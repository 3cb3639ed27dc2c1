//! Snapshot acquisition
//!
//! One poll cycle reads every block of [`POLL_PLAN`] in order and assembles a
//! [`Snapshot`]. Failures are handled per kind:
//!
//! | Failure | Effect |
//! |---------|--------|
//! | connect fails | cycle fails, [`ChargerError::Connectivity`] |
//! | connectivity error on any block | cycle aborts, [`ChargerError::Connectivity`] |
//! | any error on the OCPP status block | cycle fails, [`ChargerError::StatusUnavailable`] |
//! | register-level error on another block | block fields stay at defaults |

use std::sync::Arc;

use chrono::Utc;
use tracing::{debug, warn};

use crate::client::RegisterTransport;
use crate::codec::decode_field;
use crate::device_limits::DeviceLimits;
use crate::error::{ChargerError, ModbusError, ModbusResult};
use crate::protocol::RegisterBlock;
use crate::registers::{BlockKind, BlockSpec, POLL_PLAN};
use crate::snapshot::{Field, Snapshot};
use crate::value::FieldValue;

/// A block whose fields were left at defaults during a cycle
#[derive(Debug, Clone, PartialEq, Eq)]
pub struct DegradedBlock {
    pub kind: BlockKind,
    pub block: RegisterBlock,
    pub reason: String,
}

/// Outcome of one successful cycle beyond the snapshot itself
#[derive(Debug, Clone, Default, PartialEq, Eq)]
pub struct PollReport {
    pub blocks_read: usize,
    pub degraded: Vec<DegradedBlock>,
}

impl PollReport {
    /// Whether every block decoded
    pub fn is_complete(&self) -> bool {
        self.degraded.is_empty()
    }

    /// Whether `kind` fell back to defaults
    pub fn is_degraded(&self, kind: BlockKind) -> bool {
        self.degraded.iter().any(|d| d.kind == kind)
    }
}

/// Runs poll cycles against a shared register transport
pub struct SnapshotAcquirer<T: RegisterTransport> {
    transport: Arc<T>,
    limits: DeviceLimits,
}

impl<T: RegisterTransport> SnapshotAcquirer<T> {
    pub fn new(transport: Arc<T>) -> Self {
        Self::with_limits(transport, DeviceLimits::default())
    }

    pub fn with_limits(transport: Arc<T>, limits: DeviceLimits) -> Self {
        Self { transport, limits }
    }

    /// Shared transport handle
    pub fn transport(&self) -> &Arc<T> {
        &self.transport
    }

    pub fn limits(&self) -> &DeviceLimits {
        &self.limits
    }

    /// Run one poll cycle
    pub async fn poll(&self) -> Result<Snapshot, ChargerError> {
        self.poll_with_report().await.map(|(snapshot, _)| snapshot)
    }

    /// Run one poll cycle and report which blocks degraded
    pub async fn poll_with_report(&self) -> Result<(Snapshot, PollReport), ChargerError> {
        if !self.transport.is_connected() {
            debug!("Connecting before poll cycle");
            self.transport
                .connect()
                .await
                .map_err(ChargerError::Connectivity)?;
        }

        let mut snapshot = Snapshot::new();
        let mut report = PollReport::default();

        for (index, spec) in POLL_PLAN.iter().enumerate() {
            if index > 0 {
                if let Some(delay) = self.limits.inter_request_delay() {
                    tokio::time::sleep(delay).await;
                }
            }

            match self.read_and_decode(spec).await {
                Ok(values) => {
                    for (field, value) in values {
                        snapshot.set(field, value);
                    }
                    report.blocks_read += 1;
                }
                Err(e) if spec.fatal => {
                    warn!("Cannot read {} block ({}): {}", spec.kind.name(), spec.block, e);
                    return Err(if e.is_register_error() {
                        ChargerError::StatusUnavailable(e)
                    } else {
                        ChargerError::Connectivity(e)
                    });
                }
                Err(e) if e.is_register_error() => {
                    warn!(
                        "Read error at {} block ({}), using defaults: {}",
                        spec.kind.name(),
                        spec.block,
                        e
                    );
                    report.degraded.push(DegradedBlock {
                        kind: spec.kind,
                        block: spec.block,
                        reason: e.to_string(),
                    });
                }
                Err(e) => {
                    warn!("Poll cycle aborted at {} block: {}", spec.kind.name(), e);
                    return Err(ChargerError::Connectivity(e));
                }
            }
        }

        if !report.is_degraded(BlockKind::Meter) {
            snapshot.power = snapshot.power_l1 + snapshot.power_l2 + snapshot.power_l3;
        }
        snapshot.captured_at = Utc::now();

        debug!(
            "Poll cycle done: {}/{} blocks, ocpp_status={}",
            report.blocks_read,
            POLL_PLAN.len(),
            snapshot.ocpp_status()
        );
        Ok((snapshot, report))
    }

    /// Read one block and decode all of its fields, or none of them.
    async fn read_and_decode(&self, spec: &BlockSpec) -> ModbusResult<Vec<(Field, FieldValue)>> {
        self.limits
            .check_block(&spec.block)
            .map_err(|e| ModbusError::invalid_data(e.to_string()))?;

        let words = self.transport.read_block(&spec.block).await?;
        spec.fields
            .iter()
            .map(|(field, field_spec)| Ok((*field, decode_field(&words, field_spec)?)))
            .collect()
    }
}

--

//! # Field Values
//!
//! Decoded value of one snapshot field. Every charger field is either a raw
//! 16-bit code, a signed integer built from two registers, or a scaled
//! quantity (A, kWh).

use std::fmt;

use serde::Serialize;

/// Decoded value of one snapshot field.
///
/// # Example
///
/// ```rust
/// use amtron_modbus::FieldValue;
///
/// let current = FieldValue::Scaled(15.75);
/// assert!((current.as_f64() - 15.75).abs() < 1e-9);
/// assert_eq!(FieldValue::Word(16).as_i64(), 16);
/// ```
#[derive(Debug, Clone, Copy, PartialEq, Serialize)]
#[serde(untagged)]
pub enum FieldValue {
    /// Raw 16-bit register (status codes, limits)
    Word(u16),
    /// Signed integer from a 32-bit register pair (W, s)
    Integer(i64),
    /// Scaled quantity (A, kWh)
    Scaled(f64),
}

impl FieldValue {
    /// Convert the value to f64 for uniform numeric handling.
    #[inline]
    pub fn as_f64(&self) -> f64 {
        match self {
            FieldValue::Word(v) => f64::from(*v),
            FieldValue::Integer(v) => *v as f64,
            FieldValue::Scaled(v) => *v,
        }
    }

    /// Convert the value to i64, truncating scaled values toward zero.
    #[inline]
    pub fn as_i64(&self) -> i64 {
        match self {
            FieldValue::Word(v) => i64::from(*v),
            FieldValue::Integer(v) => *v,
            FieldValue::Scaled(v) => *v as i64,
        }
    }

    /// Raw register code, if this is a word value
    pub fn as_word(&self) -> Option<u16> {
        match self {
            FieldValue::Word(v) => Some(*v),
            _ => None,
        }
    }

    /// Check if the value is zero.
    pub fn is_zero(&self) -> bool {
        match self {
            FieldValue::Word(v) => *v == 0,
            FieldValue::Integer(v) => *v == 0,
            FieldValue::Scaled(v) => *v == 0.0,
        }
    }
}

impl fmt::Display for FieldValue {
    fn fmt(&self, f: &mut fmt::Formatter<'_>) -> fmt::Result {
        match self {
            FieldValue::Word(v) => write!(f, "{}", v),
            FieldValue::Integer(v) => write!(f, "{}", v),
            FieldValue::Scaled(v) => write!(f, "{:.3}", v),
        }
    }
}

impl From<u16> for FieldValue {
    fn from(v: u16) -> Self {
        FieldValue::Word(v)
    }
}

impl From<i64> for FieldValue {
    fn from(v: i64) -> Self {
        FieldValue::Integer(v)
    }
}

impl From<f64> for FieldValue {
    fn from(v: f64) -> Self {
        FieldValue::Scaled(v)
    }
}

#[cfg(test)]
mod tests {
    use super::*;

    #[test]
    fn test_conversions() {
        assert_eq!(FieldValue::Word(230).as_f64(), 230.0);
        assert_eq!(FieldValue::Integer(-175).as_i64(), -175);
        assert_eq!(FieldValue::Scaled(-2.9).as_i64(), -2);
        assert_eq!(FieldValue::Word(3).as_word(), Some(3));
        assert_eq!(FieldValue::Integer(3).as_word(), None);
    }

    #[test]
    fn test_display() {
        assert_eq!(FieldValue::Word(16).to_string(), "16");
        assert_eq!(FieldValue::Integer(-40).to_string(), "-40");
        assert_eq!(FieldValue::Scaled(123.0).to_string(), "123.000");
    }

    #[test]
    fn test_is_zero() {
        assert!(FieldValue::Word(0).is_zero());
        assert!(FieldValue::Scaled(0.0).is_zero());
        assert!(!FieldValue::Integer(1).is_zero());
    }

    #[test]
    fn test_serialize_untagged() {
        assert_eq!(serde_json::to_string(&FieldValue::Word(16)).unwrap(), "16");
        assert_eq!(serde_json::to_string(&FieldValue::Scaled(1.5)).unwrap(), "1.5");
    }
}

--

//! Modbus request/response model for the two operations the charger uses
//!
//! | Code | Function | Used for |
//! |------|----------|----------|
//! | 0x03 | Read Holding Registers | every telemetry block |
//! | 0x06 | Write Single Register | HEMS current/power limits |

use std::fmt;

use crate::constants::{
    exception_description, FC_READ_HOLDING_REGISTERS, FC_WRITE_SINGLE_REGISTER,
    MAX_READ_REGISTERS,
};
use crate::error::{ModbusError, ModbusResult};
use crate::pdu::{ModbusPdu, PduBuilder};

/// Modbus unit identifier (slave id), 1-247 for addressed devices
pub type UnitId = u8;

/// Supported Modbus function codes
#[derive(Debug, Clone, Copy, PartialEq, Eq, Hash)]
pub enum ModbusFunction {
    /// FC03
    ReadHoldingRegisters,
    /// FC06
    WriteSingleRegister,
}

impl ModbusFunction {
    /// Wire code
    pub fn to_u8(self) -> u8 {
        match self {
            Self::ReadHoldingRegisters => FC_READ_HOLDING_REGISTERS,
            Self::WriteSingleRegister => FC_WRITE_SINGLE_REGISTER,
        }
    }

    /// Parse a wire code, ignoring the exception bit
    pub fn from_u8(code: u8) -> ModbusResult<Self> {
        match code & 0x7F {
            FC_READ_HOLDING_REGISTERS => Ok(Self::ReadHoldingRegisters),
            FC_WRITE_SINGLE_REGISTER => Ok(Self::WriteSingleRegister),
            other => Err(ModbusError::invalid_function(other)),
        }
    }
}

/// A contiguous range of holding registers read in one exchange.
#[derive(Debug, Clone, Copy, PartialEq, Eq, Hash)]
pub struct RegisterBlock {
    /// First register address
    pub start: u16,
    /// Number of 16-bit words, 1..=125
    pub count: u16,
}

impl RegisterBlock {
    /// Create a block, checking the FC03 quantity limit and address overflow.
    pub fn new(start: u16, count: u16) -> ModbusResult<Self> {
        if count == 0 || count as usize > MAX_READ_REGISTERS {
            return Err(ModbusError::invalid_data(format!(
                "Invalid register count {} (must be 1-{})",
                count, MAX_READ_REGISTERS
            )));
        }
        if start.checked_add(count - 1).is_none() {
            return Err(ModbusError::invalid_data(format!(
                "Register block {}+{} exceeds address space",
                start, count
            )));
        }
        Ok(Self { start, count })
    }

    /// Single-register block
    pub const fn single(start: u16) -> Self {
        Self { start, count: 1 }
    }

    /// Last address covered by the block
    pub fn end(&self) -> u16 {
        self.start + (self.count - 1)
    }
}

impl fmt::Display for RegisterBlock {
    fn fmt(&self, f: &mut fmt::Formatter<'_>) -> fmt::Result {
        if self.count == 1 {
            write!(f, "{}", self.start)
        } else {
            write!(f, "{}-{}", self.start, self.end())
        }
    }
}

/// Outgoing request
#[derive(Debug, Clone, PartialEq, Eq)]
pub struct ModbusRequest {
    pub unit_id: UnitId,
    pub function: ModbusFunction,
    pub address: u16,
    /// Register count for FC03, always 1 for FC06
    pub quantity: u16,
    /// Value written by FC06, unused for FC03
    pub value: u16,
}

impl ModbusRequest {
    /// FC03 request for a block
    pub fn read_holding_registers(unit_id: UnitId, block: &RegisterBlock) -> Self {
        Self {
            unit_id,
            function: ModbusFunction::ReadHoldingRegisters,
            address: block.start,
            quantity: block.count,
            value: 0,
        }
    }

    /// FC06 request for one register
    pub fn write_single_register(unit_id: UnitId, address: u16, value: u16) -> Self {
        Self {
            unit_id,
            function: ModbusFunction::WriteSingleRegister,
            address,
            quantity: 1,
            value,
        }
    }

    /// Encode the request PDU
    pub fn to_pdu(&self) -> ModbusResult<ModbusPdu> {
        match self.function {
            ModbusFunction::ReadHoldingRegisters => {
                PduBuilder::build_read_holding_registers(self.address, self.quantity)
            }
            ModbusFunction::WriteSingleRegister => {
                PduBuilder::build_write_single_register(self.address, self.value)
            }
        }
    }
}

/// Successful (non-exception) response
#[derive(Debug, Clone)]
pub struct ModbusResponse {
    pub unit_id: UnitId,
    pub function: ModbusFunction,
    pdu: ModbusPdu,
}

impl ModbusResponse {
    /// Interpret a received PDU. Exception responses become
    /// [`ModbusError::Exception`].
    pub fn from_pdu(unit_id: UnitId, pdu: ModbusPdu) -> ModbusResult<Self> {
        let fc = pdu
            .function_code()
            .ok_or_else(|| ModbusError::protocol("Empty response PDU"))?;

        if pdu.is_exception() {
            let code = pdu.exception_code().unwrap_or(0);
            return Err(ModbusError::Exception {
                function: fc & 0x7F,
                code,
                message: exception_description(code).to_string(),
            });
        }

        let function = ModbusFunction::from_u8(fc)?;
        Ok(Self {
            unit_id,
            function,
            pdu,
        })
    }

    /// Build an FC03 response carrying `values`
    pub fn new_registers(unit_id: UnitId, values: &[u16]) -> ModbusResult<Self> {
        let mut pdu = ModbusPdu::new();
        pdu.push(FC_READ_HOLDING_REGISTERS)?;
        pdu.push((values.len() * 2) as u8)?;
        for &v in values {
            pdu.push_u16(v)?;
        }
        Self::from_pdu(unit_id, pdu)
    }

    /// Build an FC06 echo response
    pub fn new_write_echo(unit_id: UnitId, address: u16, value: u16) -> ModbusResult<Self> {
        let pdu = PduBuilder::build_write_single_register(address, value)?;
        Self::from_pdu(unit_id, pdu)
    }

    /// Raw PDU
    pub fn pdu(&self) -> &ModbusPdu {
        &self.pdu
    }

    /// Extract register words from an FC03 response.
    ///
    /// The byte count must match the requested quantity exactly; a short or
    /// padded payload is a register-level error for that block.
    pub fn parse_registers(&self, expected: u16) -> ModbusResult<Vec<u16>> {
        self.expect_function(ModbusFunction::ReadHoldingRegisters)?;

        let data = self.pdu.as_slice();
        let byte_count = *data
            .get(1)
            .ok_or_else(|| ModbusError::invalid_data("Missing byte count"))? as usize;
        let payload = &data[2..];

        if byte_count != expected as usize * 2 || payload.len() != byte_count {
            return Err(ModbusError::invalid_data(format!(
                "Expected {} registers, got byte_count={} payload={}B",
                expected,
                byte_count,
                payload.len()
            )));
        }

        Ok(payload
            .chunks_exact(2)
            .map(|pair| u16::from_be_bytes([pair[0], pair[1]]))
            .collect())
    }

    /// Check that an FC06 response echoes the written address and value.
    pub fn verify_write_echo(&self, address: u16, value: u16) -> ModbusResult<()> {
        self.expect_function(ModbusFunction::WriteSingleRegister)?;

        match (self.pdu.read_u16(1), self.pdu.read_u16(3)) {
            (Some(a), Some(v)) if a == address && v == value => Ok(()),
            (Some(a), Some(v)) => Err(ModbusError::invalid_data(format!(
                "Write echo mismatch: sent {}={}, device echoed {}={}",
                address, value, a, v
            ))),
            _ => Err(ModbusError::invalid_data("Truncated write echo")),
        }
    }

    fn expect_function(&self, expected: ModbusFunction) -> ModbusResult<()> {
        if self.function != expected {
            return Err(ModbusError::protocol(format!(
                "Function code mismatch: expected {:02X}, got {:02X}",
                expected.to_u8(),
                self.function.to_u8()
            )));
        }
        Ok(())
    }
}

--

Using the entries shown above, reproduce verbatim the lines from the line bearing "repository 3cb3639ed27dc2c1" to the line bearing "any error on", inclusive.

REPLY:
repository 3cb3639ed27dc2c1
//! Snapshot acquisition
//!
//! One poll cycle reads every block of [`POLL_PLAN`] in order and assembles a
//! [`Snapshot`]. Failures are handled per kind:
//!
//! | Failure | Effect |
//! |---------|--------|
//! | connect fails | cycle fails, [`ChargerError::Connectivity`] |
//! | connectivity error on any block | cycle aborts, [`ChargerError::Connectivity`] |
//! | any error on the OCPP status block | cycle fails, [`ChargerError::StatusUnavailable`] |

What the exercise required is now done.